What the task requires:
Check each line of the data for "tracing", then give the number of lines that have it, without any other words.

** Opening Material provided block **

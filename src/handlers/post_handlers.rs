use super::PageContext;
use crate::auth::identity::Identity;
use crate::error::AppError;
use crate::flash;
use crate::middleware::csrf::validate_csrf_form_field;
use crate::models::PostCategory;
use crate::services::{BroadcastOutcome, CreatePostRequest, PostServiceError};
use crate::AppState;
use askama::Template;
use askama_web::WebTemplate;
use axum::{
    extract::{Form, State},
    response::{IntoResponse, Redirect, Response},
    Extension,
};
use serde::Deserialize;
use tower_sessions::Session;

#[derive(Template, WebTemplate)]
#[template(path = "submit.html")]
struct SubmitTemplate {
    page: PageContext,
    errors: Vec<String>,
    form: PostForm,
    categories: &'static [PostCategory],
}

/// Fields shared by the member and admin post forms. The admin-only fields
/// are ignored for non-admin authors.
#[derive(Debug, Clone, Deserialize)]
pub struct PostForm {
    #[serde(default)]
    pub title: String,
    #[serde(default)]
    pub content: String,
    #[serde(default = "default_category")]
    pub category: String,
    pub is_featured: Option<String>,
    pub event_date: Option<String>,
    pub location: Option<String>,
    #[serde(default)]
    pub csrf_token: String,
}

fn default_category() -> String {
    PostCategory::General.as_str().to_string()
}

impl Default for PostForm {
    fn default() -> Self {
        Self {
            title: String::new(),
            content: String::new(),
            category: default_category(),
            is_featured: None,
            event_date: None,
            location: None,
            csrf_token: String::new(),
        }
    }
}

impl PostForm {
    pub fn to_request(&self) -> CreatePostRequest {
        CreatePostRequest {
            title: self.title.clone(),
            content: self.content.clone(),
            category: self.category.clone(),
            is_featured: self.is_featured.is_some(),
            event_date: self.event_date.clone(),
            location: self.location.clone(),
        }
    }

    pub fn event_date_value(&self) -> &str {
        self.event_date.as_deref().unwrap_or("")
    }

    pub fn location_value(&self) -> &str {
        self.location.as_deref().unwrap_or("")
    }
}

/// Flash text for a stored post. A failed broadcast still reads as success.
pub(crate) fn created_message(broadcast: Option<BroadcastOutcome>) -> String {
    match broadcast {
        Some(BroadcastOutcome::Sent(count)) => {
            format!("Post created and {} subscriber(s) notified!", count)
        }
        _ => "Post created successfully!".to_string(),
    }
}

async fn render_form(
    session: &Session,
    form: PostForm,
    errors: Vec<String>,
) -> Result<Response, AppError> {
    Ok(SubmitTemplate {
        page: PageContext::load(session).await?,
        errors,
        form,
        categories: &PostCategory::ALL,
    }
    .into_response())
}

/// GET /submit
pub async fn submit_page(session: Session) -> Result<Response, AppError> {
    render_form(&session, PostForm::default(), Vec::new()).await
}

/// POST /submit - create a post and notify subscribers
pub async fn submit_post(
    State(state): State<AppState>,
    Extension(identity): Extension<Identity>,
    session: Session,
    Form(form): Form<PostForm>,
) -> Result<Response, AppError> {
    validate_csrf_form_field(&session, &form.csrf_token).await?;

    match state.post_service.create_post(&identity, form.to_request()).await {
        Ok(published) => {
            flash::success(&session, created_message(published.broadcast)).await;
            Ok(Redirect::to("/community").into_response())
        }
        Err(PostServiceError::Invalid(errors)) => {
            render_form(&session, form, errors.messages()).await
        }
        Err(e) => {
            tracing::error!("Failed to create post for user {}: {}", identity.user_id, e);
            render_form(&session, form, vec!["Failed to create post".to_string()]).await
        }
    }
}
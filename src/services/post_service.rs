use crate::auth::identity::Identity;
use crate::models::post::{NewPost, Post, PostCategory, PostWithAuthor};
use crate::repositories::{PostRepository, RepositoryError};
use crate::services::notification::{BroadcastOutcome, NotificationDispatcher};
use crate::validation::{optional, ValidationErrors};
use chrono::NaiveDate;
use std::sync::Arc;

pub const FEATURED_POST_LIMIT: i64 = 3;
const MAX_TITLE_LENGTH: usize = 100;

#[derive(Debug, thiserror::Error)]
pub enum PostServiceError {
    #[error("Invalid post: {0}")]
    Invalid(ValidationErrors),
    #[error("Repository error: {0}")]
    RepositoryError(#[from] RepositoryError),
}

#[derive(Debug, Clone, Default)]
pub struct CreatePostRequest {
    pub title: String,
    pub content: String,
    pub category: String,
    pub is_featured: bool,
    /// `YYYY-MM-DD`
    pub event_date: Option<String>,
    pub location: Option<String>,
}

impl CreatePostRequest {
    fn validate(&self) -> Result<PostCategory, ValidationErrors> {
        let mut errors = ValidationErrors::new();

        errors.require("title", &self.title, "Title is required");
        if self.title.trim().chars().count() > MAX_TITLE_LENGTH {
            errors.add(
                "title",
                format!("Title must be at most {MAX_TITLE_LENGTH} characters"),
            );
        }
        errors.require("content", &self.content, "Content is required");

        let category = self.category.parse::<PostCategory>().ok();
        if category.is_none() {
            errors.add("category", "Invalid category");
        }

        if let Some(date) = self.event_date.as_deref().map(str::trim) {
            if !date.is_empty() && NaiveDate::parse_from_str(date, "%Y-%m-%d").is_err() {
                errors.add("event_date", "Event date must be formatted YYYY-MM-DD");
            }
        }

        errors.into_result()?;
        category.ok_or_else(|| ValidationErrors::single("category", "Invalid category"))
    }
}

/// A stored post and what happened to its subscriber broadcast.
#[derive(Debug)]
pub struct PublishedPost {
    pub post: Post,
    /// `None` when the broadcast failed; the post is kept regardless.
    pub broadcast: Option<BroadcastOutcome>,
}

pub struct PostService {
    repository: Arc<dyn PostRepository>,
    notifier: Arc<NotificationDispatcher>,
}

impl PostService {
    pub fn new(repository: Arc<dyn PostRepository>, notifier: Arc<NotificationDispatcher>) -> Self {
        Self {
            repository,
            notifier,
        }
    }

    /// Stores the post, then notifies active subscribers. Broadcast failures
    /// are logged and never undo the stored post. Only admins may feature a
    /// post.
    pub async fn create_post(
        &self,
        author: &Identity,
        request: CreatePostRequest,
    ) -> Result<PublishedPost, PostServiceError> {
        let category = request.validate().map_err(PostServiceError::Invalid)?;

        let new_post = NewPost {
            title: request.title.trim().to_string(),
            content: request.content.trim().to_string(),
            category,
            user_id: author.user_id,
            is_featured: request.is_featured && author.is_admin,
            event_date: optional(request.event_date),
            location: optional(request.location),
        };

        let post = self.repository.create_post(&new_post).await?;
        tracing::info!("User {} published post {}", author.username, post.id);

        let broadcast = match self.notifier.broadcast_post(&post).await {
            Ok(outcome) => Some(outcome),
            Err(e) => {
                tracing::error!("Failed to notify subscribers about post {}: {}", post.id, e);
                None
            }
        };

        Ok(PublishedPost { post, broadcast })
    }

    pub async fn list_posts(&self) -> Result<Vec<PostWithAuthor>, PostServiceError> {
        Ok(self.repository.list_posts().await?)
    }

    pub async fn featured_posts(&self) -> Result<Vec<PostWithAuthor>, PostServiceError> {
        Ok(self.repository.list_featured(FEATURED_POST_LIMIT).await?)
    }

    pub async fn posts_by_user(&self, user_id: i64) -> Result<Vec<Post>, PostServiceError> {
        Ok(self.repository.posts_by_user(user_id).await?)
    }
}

** Closing Material provided block **
** Opening Material provided block **

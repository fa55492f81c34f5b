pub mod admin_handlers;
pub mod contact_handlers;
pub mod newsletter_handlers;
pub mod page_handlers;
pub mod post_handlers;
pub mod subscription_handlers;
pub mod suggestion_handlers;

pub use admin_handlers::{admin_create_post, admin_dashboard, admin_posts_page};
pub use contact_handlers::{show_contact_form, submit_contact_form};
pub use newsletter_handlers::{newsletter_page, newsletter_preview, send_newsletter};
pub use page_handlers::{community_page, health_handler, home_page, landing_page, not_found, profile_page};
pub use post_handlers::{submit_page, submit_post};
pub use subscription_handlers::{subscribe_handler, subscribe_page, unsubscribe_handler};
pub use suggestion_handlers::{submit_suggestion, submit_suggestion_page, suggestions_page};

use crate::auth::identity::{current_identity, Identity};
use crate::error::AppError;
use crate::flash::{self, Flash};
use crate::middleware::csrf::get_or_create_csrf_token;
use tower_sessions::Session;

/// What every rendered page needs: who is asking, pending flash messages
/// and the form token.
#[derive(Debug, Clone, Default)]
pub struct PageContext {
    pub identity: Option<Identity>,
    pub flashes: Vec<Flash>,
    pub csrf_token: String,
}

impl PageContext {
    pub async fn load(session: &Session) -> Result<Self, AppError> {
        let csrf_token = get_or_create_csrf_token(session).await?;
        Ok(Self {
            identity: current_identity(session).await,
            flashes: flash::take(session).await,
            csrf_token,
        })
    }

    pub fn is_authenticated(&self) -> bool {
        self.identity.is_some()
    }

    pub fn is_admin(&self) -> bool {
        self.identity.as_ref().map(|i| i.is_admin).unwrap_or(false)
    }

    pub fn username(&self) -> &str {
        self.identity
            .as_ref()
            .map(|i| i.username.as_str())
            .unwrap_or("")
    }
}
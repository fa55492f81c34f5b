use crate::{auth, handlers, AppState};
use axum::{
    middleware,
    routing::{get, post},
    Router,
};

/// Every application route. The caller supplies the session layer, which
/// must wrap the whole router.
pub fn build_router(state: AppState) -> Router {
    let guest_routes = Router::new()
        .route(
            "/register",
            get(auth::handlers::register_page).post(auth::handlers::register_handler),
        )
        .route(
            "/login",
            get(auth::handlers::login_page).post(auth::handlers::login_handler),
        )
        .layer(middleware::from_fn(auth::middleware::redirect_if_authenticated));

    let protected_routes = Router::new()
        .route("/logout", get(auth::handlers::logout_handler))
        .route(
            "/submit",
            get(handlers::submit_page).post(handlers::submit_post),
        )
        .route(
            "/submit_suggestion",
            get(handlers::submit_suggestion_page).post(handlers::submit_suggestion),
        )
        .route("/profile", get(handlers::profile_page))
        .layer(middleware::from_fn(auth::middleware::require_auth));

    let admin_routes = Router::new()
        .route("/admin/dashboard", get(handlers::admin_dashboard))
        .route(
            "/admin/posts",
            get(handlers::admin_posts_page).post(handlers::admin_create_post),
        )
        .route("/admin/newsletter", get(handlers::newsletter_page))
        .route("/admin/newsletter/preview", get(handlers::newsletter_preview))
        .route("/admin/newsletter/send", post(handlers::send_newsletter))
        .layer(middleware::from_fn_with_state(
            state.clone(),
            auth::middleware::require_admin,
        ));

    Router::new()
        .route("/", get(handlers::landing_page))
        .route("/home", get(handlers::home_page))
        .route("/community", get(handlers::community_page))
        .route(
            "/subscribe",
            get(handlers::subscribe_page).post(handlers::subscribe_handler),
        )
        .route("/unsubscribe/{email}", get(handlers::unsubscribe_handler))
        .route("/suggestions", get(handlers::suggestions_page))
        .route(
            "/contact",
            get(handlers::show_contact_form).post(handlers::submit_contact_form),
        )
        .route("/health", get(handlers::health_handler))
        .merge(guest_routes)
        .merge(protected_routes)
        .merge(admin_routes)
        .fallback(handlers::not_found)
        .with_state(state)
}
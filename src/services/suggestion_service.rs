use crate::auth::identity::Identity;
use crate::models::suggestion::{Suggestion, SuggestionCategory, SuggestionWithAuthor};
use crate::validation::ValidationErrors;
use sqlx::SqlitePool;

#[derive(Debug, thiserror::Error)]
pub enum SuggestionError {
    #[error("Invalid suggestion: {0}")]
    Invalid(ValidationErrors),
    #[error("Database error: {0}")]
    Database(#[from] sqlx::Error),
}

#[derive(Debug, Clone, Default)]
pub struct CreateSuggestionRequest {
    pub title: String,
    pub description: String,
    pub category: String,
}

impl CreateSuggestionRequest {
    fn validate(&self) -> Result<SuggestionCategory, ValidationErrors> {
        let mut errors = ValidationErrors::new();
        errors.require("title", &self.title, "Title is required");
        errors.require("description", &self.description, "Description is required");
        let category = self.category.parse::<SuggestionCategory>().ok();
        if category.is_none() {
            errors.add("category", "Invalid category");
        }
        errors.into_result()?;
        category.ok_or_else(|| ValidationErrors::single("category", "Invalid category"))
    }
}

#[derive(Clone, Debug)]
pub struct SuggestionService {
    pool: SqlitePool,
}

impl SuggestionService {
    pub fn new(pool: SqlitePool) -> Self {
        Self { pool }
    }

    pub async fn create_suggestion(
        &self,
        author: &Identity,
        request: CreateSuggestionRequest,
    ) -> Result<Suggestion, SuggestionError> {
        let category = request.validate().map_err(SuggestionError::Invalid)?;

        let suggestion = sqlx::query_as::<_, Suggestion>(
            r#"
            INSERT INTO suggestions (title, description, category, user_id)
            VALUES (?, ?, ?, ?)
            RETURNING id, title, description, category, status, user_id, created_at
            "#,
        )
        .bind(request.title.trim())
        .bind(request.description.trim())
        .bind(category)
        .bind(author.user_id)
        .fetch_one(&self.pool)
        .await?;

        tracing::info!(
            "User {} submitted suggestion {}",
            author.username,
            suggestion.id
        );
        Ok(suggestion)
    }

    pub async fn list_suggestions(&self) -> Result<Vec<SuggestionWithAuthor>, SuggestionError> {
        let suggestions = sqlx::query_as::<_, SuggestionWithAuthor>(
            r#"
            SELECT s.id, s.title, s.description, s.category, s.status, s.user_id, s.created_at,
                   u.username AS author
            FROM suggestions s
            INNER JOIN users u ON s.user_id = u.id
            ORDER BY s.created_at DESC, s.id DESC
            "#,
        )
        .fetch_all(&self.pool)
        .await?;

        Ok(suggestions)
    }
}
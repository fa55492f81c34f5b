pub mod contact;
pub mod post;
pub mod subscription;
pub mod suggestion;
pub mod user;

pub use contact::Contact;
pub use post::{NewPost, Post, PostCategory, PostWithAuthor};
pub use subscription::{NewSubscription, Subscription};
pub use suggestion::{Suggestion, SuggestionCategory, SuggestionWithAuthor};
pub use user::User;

** Closing Material provided block **

Written response:
4